The material below holds a span beginning at the line with "stdout.flush().await.map_err(io_error)?;" and ending at the line with "Vec<Value>| async move". Quote that span exactly, both ends included, and only that span.

[Opening Given entries section]

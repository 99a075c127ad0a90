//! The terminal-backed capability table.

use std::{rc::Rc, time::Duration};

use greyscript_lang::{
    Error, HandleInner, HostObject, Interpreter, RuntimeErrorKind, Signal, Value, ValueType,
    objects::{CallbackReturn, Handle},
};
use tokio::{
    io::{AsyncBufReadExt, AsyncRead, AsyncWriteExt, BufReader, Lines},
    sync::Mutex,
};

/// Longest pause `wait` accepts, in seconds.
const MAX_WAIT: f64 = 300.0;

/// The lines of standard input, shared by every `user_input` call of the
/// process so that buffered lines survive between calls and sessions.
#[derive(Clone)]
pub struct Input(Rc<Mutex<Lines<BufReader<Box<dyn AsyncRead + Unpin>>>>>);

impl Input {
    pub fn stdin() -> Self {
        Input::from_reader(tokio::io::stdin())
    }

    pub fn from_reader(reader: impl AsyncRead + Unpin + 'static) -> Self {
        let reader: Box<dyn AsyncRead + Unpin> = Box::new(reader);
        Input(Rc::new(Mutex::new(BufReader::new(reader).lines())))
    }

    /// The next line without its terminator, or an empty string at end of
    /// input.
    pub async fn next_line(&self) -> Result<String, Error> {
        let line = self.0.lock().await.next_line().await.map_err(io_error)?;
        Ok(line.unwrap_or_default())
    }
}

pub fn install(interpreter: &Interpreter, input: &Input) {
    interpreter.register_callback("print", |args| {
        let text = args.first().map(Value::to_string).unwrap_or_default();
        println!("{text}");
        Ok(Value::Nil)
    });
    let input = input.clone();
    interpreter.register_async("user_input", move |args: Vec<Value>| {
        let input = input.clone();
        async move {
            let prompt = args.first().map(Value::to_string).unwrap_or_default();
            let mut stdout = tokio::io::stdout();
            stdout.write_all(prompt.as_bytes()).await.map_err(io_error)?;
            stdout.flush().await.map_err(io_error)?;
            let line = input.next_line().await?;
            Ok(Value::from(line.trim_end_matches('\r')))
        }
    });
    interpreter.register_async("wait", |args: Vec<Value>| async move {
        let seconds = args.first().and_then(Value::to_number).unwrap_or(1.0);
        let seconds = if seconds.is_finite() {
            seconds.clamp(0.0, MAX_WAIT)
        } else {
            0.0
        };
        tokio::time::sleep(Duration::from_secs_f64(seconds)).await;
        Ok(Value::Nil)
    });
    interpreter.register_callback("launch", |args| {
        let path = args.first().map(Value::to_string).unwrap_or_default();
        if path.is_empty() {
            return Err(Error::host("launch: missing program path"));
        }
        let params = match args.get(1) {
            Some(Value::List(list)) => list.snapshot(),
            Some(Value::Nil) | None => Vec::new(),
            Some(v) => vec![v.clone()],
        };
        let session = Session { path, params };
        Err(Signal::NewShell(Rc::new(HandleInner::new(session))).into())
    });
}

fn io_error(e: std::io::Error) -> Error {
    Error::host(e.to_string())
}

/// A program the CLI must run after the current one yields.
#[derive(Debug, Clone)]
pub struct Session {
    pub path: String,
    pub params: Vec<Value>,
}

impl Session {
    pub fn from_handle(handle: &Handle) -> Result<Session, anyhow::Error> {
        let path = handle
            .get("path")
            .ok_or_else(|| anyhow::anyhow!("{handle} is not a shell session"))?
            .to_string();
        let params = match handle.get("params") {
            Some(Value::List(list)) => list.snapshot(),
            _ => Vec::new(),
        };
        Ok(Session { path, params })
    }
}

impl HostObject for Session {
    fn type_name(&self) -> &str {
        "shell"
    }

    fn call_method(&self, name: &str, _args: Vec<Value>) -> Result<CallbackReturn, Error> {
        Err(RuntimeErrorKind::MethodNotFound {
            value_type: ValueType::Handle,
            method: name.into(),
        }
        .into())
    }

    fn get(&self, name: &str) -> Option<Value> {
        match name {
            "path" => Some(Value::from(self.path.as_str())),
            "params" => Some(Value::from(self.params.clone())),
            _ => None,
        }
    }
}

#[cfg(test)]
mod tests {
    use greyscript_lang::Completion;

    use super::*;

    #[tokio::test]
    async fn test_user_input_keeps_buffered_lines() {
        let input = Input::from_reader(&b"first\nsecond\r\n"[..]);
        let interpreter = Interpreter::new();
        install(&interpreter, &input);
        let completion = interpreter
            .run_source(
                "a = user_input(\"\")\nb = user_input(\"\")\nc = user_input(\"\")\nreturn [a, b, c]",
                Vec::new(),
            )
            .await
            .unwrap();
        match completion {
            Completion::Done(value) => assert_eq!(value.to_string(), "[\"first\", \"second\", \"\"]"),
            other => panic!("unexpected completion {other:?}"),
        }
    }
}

[Closing Given entries section]
[Opening Given entries section]

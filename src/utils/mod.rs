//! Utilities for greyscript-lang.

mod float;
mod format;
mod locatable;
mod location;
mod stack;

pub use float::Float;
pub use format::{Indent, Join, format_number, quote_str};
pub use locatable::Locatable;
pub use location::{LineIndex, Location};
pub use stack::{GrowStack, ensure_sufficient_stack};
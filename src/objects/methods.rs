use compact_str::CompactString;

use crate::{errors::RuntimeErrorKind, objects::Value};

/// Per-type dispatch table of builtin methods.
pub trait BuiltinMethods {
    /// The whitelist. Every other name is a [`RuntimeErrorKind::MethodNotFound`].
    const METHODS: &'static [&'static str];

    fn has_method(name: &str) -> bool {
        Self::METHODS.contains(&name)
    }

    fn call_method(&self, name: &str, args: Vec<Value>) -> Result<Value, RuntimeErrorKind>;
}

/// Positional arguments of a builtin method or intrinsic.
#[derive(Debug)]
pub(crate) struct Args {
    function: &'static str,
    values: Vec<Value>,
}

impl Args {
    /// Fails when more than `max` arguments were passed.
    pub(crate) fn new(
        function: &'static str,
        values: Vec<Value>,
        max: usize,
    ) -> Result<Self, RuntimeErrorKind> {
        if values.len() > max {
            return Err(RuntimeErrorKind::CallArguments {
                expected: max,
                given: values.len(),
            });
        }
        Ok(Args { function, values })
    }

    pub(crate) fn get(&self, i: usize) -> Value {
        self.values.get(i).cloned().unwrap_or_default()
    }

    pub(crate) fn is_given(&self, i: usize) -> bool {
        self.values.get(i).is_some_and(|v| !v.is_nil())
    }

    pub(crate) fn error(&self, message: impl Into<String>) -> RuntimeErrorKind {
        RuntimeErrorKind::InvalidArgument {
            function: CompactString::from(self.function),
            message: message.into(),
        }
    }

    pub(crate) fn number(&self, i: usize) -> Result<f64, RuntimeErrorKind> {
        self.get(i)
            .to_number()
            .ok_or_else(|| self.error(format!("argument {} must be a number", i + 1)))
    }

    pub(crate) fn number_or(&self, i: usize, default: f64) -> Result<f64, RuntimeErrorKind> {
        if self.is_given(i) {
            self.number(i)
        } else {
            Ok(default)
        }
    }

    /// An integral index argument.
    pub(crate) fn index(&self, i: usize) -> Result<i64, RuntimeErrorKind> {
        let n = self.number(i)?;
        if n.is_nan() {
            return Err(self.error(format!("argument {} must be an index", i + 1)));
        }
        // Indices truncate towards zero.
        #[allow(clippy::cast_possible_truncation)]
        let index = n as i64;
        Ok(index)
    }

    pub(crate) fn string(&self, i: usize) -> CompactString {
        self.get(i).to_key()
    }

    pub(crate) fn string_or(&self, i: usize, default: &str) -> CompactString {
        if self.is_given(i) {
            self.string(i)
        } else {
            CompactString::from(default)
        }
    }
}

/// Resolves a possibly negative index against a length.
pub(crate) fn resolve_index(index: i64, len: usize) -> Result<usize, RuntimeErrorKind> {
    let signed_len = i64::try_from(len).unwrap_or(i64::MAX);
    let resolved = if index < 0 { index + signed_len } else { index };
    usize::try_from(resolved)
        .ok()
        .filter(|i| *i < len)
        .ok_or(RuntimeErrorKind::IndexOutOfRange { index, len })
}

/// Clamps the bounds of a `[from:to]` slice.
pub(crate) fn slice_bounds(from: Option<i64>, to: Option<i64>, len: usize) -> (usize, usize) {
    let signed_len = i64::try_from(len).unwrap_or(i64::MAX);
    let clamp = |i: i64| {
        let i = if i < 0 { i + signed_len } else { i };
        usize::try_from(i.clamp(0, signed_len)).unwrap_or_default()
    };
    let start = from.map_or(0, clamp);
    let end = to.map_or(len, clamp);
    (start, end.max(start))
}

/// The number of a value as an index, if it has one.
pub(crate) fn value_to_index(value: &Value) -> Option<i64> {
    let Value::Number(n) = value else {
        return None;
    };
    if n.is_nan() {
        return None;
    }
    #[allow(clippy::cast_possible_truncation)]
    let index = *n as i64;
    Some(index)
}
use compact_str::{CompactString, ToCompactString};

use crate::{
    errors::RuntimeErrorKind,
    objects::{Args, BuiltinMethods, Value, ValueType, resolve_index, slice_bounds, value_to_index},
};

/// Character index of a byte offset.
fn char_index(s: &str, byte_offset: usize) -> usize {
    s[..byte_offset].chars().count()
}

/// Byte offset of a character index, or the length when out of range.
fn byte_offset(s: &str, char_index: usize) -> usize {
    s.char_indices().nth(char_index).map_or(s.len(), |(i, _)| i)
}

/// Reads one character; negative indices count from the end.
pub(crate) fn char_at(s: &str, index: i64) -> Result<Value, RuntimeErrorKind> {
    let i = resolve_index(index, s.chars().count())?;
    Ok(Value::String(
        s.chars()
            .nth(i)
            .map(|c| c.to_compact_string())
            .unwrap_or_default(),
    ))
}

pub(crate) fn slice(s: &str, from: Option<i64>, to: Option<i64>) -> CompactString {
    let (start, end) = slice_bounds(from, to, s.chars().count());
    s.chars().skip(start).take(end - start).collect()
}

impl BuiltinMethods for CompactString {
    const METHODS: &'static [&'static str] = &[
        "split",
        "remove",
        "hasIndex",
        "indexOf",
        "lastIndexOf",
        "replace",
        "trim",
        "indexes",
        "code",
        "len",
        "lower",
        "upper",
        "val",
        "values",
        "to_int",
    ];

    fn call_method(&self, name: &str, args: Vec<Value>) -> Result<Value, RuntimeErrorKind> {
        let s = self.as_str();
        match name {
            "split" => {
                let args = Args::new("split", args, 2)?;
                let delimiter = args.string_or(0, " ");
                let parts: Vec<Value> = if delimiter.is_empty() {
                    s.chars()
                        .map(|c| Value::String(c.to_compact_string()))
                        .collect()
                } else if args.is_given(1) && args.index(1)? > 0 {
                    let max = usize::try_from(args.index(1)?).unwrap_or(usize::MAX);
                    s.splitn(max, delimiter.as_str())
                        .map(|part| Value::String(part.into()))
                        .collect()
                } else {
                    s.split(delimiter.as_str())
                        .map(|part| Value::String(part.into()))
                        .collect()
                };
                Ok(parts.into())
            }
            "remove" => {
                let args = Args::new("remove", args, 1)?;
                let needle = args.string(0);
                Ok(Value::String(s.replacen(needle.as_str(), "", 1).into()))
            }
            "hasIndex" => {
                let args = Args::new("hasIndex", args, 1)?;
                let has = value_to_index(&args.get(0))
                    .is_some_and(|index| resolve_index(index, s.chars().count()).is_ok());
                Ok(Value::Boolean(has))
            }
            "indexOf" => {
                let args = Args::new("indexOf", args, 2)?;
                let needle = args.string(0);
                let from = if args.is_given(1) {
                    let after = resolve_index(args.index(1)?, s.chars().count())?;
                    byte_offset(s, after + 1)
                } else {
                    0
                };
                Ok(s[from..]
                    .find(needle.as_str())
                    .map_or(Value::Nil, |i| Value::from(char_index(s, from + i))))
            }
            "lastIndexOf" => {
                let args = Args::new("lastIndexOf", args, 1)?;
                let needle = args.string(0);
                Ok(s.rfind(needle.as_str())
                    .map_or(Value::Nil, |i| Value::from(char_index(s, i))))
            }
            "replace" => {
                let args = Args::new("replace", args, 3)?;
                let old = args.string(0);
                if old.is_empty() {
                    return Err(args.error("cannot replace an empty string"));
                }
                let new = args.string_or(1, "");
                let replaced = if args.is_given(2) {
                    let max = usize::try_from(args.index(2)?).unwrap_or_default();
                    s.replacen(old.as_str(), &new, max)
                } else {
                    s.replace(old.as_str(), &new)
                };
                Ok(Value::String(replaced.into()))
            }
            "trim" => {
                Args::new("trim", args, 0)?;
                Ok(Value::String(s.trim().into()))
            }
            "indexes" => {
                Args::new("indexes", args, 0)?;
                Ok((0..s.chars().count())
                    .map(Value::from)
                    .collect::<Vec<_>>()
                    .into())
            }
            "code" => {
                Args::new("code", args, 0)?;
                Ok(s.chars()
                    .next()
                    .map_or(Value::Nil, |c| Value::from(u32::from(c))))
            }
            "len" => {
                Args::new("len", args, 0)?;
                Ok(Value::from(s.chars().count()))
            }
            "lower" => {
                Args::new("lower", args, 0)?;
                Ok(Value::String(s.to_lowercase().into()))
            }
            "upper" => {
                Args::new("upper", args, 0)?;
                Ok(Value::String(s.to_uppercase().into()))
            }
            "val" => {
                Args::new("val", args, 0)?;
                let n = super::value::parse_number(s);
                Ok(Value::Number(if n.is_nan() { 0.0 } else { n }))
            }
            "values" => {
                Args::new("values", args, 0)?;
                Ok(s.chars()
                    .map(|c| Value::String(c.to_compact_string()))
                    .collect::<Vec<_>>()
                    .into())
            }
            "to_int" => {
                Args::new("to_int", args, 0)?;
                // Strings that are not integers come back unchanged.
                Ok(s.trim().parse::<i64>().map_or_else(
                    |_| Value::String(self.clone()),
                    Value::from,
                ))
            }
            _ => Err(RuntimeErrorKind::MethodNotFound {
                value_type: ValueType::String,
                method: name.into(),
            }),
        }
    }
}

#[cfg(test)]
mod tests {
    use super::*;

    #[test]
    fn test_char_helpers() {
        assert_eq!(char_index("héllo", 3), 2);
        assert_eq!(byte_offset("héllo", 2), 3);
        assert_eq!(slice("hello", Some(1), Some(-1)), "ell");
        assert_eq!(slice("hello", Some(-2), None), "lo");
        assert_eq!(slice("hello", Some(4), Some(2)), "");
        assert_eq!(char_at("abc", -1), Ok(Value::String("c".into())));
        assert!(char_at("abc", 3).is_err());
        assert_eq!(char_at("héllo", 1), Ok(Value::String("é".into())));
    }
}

[Closing Given entries section]

**Result**
            stdout.flush().await.map_err(io_error)?;
            let line = input.next_line().await?;
            Ok(Value::from(line.trim_end_matches('\r')))
        }
    });
    interpreter.register_async("wait", |args: Vec<Value>| async move {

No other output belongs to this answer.